*WORK TASK*:
Go through the data and report each line that holds the string "sqlx".

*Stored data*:
┌──

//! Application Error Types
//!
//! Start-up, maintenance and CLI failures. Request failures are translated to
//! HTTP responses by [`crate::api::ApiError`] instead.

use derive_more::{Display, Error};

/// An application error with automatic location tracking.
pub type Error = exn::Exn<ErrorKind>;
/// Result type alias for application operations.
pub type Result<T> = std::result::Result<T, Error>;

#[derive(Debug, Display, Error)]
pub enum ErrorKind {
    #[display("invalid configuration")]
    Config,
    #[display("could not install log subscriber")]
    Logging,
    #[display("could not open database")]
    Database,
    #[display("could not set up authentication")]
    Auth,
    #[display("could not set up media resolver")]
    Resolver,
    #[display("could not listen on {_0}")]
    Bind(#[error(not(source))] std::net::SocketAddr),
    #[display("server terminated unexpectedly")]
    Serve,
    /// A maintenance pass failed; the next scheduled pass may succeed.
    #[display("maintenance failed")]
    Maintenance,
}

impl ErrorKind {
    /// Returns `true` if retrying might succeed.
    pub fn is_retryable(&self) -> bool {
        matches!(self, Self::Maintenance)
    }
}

└──
┌──

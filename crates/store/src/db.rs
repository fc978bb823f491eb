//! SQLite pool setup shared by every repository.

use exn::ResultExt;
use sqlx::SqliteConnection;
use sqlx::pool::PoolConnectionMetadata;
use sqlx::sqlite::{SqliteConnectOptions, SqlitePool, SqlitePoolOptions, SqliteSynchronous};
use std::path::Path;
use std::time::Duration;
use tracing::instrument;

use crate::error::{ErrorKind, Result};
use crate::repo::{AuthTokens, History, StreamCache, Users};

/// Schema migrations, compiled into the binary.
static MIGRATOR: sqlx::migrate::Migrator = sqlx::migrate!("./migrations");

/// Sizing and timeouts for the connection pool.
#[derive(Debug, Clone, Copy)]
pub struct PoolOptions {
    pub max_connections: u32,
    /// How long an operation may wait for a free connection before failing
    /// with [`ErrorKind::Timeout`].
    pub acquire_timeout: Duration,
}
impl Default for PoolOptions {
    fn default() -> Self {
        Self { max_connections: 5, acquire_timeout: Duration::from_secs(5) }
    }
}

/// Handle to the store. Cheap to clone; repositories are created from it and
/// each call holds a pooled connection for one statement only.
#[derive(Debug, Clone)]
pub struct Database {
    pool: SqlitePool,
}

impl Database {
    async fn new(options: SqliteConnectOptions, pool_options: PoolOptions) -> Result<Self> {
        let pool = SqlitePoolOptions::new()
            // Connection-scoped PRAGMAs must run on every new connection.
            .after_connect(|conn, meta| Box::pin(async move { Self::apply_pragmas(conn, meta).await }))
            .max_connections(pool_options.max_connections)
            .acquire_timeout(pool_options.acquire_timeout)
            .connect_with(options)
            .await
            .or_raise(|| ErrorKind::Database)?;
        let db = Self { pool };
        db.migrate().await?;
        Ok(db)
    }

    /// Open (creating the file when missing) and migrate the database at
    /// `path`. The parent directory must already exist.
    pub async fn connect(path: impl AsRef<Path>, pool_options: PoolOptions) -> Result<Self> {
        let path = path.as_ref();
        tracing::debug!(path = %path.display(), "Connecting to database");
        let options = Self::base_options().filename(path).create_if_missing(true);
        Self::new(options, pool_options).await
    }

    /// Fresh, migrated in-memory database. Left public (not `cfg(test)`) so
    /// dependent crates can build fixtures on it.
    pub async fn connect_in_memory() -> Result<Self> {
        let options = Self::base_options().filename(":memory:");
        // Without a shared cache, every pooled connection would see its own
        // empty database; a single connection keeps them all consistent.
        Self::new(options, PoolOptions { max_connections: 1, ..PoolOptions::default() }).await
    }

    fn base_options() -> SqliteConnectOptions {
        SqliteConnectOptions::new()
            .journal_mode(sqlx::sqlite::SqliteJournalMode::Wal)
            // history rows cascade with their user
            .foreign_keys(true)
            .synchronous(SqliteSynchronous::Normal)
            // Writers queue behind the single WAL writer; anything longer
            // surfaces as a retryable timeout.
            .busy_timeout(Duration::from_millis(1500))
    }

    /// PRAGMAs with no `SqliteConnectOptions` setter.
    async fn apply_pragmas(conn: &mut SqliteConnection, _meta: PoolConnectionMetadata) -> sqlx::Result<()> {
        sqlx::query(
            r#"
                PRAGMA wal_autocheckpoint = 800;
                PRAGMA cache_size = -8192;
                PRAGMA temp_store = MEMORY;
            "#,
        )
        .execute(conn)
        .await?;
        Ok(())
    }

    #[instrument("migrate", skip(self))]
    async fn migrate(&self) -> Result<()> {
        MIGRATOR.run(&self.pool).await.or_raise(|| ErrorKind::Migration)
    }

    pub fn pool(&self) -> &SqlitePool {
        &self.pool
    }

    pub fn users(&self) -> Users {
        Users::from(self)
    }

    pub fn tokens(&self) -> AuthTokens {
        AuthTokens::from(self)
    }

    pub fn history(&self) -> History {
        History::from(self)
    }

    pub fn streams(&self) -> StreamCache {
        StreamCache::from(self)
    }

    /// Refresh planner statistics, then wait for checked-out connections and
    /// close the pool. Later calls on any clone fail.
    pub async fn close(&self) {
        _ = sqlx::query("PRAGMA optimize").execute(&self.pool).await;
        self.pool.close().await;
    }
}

└──

*EXPECTED ANSWER*:
use sqlx::SqliteConnection;
use sqlx::pool::PoolConnectionMetadata;
use sqlx::sqlite::{SqliteConnectOptions, SqlitePool, SqlitePoolOptions, SqliteSynchronous};
static MIGRATOR: sqlx::migrate::Migrator = sqlx::migrate!("./migrations");
            .journal_mode(sqlx::sqlite::SqliteJournalMode::Wal)
    async fn apply_pragmas(conn: &mut SqliteConnection, _meta: PoolConnectionMetadata) -> sqlx::Result<()> {
        sqlx::query(
        _ = sqlx::query("PRAGMA optimize").execute(&self.pool).await;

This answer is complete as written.